[Problem requirements]
Whatever the records contain, reproduce all of them exactly.

[Exercise data]
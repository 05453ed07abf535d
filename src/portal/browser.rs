//! Browser seam for the portal session driver.
//!
//! `BrowserLauncher` opens one isolated page per session; the Chromium
//! implementation launches a fresh headless browser every time so no two
//! flows ever share cookies.

use async_trait::async_trait;
use chromiumoxide::browser::{Browser, BrowserConfig};
use chromiumoxide::page::Page;
use futures::StreamExt;
use log::debug;
use std::path::PathBuf;
use tokio::task::JoinHandle;

use crate::error::{PolsigError, Result};

/// Overrides Chromium discovery
pub const CHROMIUM_PATH_ENV: &str = "POLSIG_CHROMIUM_PATH";

/// One open browser page. Implementations do not apply timeouts themselves;
/// the session wraps every call in its own bound.
#[async_trait]
pub trait BrowserPage: Send + Sync {
    async fn goto(&mut self, url: &str) -> Result<()>;

    /// Focus the element and type `value` into it
    async fn fill(&mut self, selector: &str, value: &str) -> Result<()>;

    async fn click(&mut self, selector: &str) -> Result<()>;

    async fn current_url(&self) -> Result<String>;

    /// Serialized DOM of the current document
    async fn content(&self) -> Result<String>;

    /// Wait until the current navigation has settled
    async fn wait_for_load(&mut self) -> Result<()>;

    async fn close(self: Box<Self>) -> Result<()>;
}

#[async_trait]
pub trait BrowserLauncher: Send + Sync {
    async fn open(&self) -> Result<Box<dyn BrowserPage>>;
}

/// Find the Chromium binary, or let chromiumoxide detect it when `None`
pub fn find_chromium() -> Option<PathBuf> {
    std::env::var(CHROMIUM_PATH_ENV)
        .ok()
        .map(PathBuf::from)
        .filter(|path| path.exists())
}

/// Launches a headless Chromium per session
#[derive(Debug, Clone)]
pub struct ChromiumLauncher {
    user_agent: String,
    executable: Option<PathBuf>,
}

impl ChromiumLauncher {
    pub fn new(user_agent: impl Into<String>) -> Self {
        Self {
            user_agent: user_agent.into(),
            executable: find_chromium(),
        }
    }
}

#[async_trait]
impl BrowserLauncher for ChromiumLauncher {
    async fn open(&self) -> Result<Box<dyn BrowserPage>> {
        let mut builder = BrowserConfig::builder()
            .arg("--headless=new")
            .arg("--disable-gpu")
            .arg("--no-sandbox")
            .arg("--disable-dev-shm-usage")
            .arg("--disable-extensions")
            .arg(format!("--user-agent={}", self.user_agent));
        if let Some(path) = &self.executable {
            builder = builder.chrome_executable(path);
        }
        let config = builder
            .build()
            .map_err(|e| PolsigError::Browser(format!("failed to build browser config: {e}")))?;

        let (browser, mut handler) = Browser::launch(config)
            .await
            .map_err(|e| PolsigError::Browser(format!("failed to launch Chromium: {e}")))?;

        let handler_task = tokio::spawn(async move {
            while let Some(event) = handler.next().await {
                let _ = event;
            }
        });

        let page = match browser.new_page("about:blank").await {
            Ok(page) => page,
            Err(e) => {
                handler_task.abort();
                return Err(PolsigError::Browser(format!("failed to create page: {e}")));
            }
        };

        debug!("Chromium session opened");
        Ok(Box::new(ChromiumPage {
            browser,
            page,
            handler_task,
        }))
    }
}

pub struct ChromiumPage {
    browser: Browser,
    page: Page,
    handler_task: JoinHandle<()>,
}

fn browser_err(action: &str, e: impl std::fmt::Display) -> PolsigError {
    PolsigError::Browser(format!("{action}: {e}"))
}

#[async_trait]
impl BrowserPage for ChromiumPage {
    async fn goto(&mut self, url: &str) -> Result<()> {
        self.page
            .goto(url)
            .await
            .map_err(|e| browser_err("navigation failed", e))?;
        Ok(())
    }

    async fn fill(&mut self, selector: &str, value: &str) -> Result<()> {
        self.page
            .find_element(selector)
            .await
            .map_err(|e| browser_err(&format!("element {selector} not found"), e))?
            .click()
            .await
            .map_err(|e| browser_err("focus failed", e))?
            .type_str(value)
            .await
            .map_err(|e| browser_err("typing failed", e))?;
        Ok(())
    }

    async fn click(&mut self, selector: &str) -> Result<()> {
        self.page
            .find_element(selector)
            .await
            .map_err(|e| browser_err(&format!("element {selector} not found"), e))?
            .click()
            .await
            .map_err(|e| browser_err("click failed", e))?;
        Ok(())
    }

    async fn current_url(&self) -> Result<String> {
        Ok(self
            .page
            .url()
            .await
            .map_err(|e| browser_err("failed to read URL", e))?
            .unwrap_or_default())
    }

    async fn content(&self) -> Result<String> {
        self.page
            .content()
            .await
            .map_err(|e| browser_err("failed to read document", e))
    }

    async fn wait_for_load(&mut self) -> Result<()> {
        self.page
            .wait_for_navigation()
            .await
            .map_err(|e| browser_err("page did not settle", e))?;
        Ok(())
    }

    async fn close(self: Box<Self>) -> Result<()> {
        let mut this = *self;
        let _ = this.page.close().await;
        let closed = this.browser.close().await;
        let _ = this.browser.wait().await;
        this.handler_task.abort();
        debug!("Chromium session closed");
        closed.map(|_| ()).map_err(|e| browser_err("failed to close browser", e))
    }
}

[Answer to the exercise]
repository 05453ed07abf535d
filename src/portal/browser.rs
//! Browser seam for the portal session driver.
//!
//! `BrowserLauncher` opens one isolated page per session; the Chromium
//! implementation launches a fresh headless browser every time so no two
//! flows ever share cookies.

use async_trait::async_trait;
use chromiumoxide::browser::{Browser, BrowserConfig};
use chromiumoxide::page::Page;
use futures::StreamExt;
use log::debug;
use std::path::PathBuf;
use tokio::task::JoinHandle;

use crate::error::{PolsigError, Result};

/// Overrides Chromium discovery
pub const CHROMIUM_PATH_ENV: &str = "POLSIG_CHROMIUM_PATH";

/// One open browser page. Implementations do not apply timeouts themselves;
/// the session wraps every call in its own bound.
#[async_trait]
pub trait BrowserPage: Send + Sync {
    async fn goto(&mut self, url: &str) -> Result<()>;

    /// Focus the element and type `value` into it
    async fn fill(&mut self, selector: &str, value: &str) -> Result<()>;

    async fn click(&mut self, selector: &str) -> Result<()>;

    async fn current_url(&self) -> Result<String>;

    /// Serialized DOM of the current document
    async fn content(&self) -> Result<String>;

    /// Wait until the current navigation has settled
    async fn wait_for_load(&mut self) -> Result<()>;

    async fn close(self: Box<Self>) -> Result<()>;
}

#[async_trait]
pub trait BrowserLauncher: Send + Sync {
    async fn open(&self) -> Result<Box<dyn BrowserPage>>;
}

/// Find the Chromium binary, or let chromiumoxide detect it when `None`
pub fn find_chromium() -> Option<PathBuf> {
    std::env::var(CHROMIUM_PATH_ENV)
        .ok()
        .map(PathBuf::from)
        .filter(|path| path.exists())
}

/// Launches a headless Chromium per session
#[derive(Debug, Clone)]
pub struct ChromiumLauncher {
    user_agent: String,
    executable: Option<PathBuf>,
}

impl ChromiumLauncher {
    pub fn new(user_agent: impl Into<String>) -> Self {
        Self {
            user_agent: user_agent.into(),
            executable: find_chromium(),
        }
    }
}

#[async_trait]
impl BrowserLauncher for ChromiumLauncher {
    async fn open(&self) -> Result<Box<dyn BrowserPage>> {
        let mut builder = BrowserConfig::builder()
            .arg("--headless=new")
            .arg("--disable-gpu")
            .arg("--no-sandbox")
            .arg("--disable-dev-shm-usage")
            .arg("--disable-extensions")
            .arg(format!("--user-agent={}", self.user_agent));
        if let Some(path) = &self.executable {
            builder = builder.chrome_executable(path);
        }
        let config = builder
            .build()
            .map_err(|e| PolsigError::Browser(format!("failed to build browser config: {e}")))?;

        let (browser, mut handler) = Browser::launch(config)
            .await
            .map_err(|e| PolsigError::Browser(format!("failed to launch Chromium: {e}")))?;

        let handler_task = tokio::spawn(async move {
            while let Some(event) = handler.next().await {
                let _ = event;
            }
        });

        let page = match browser.new_page("about:blank").await {
            Ok(page) => page,
            Err(e) => {
                handler_task.abort();
                return Err(PolsigError::Browser(format!("failed to create page: {e}")));
            }
        };

        debug!("Chromium session opened");
        Ok(Box::new(ChromiumPage {
            browser,
            page,
            handler_task,
        }))
    }
}

pub struct ChromiumPage {
    browser: Browser,
    page: Page,
    handler_task: JoinHandle<()>,
}

fn browser_err(action: &str, e: impl std::fmt::Display) -> PolsigError {
    PolsigError::Browser(format!("{action}: {e}"))
}

#[async_trait]
impl BrowserPage for ChromiumPage {
    async fn goto(&mut self, url: &str) -> Result<()> {
        self.page
            .goto(url)
            .await
            .map_err(|e| browser_err("navigation failed", e))?;
        Ok(())
    }

    async fn fill(&mut self, selector: &str, value: &str) -> Result<()> {
        self.page
            .find_element(selector)
            .await
            .map_err(|e| browser_err(&format!("element {selector} not found"), e))?
            .click()
            .await
            .map_err(|e| browser_err("focus failed", e))?
            .type_str(value)
            .await
            .map_err(|e| browser_err("typing failed", e))?;
        Ok(())
    }

    async fn click(&mut self, selector: &str) -> Result<()> {
        self.page
            .find_element(selector)
            .await
            .map_err(|e| browser_err(&format!("element {selector} not found"), e))?
            .click()
            .await
            .map_err(|e| browser_err("click failed", e))?;
        Ok(())
    }

    async fn current_url(&self) -> Result<String> {
        Ok(self
            .page
            .url()
            .await
            .map_err(|e| browser_err("failed to read URL", e))?
            .unwrap_or_default())
    }

    async fn content(&self) -> Result<String> {
        self.page
            .content()
            .await
            .map_err(|e| browser_err("failed to read document", e))
    }

    async fn wait_for_load(&mut self) -> Result<()> {
        self.page
            .wait_for_navigation()
            .await
            .map_err(|e| browser_err("page did not settle", e))?;
        Ok(())
    }

    async fn close(self: Box<Self>) -> Result<()> {
        let mut this = *self;
        let _ = this.page.close().await;
        let closed = this.browser.close().await;
        let _ = this.browser.wait().await;
        this.handler_task.abort();
        debug!("Chromium session closed");
        closed.map(|_| ()).map_err(|e| browser_err("failed to close browser", e))
    }
}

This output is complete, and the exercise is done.